Praktische Auswirkungen: Die Wahl einer nicht anerkannten Anlageform kann erhebliche finanzielle Konsequenzen haben. Im ungünstigsten Fall würde das Familiengericht die entsprechenden Aufwendungen nicht vom unterhaltsrechtlich relevanten Einkommen abziehen, wodurch sich die Unterhaltsverpflichtung entsprechend erhöhen würde.

IV. Fazit und Ausblick

Der Hinweisbeschluss des OLG München vom 08.10.2024 – 16 UF 324/24 e signalisiert eine potenziell strengere Auslegung der Anforderungen an die private Altersvorsorge im Unterhaltsrecht.

Die Rechtsprechung könnte zukünftig dazu tendieren, strengere Anforderungen an die private Altersvorsorge im Unterhaltsrecht zu stellen. Diese Entwicklung zielt darauf ab, dem in einigen Fällen erfolgten Missbrauch von behaupteter Altersvorsorge entgegenzuwirken, die rein aus unterhaltsrechtlicher Motivation für kurze Zeit betrieben und anschließend wieder eingestellt wurde.

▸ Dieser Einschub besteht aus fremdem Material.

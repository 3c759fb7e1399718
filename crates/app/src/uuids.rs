//! Typed Uuids

use std::{
    cmp::Ordering,
    fmt::{Debug, Display, Formatter, Result as FmtResult},
    hash::{Hash, Hasher},
    marker::PhantomData,
    str::FromStr,
};

use uuid::Uuid;

/// A UUID tagged with the record type it identifies.
///
/// The marker is `fn() -> T` so the wrapper stays `Send + Sync + Copy`
/// regardless of what `T` holds.
pub struct TypedUuid<T>(Uuid, PhantomData<fn() -> T>);

impl<T> TypedUuid<T> {
    /// Generate a new time-ordered (v7) identifier.
    #[must_use]
    pub fn new() -> Self {
        Self::from_uuid(Uuid::now_v7())
    }

    pub const fn from_uuid(uuid: Uuid) -> Self {
        Self(uuid, PhantomData)
    }

    #[must_use]
    pub const fn into_uuid(self) -> Uuid {
        self.0
    }
}

impl<T> Default for TypedUuid<T> {
    fn default() -> Self {
        Self::new()
    }
}

impl<T> Clone for TypedUuid<T> {
    fn clone(&self) -> Self {
        *self
    }
}

impl<T> Copy for TypedUuid<T> {}

impl<T> Debug for TypedUuid<T> {
    fn fmt(&self, f: &mut Formatter<'_>) -> FmtResult {
        Debug::fmt(&self.0, f)
    }
}

impl<T> Display for TypedUuid<T> {
    fn fmt(&self, f: &mut Formatter<'_>) -> FmtResult {
        Display::fmt(&self.0, f)
    }
}

impl<T> FromStr for TypedUuid<T> {
    type Err = uuid::Error;

    fn from_str(s: &str) -> Result<Self, Self::Err> {
        Uuid::parse_str(s).map(Self::from_uuid)
    }
}

impl<T> PartialEq for TypedUuid<T> {
    fn eq(&self, other: &Self) -> bool {
        self.0 == other.0
    }
}

impl<T> Eq for TypedUuid<T> {}

impl<T> Hash for TypedUuid<T> {
    fn hash<H: Hasher>(&self, state: &mut H) {
        self.0.hash(state);
    }
}

impl<T> PartialOrd for TypedUuid<T> {
    fn partial_cmp(&self, other: &Self) -> Option<Ordering> {
        Some(self.cmp(other))
    }
}

impl<T> Ord for TypedUuid<T> {
    fn cmp(&self, other: &Self) -> Ordering {
        self.0.cmp(&other.0)
    }
}

impl<T> From<Uuid> for TypedUuid<T> {
    fn from(value: Uuid) -> Self {
        Self::from_uuid(value)
    }
}

impl<T> From<TypedUuid<T>> for Uuid {
    fn from(value: TypedUuid<T>) -> Self {
        value.into_uuid()
    }
}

Erwartete Rechtsentwicklung: Es ist absehbar, dass der BGH sich zeitnah mit dieser Rechtsfrage beschäftigen muss, da der Hinweisbeschluss im Widerspruch zur bisherigen liberalen BGH-Rechtsprechung steht. Bis dahin herrscht Rechtsunsicherheit, die besondere Vorsicht bei der Gestaltung der privaten Altersvorsorge erfordert.

Es ist dabei entscheidend, das Gericht vom tatsächlichen Vorsorgecharakter der gewählten Anlageform zu überzeugen. Dies fällt bei klassischen Altersvorsorgeprodukten, wie Rentenversicherungen oder Riester-Verträgen, in der Regel leicht. Mandanten, die sich für Anlageformen entscheiden, die ihnen jederzeit zur freien Verfügung stehen, müssen zukünftig das Gericht überzeugen, dass es sich bei dem „Wegsparen" nicht um Vermögensbildung, sondern tatsächlich um Altersvorsorge handelt. Bei Sparraten, die erst nach der Trennung aufgenommen werden, wird dies hingegen sehr schwerfallen.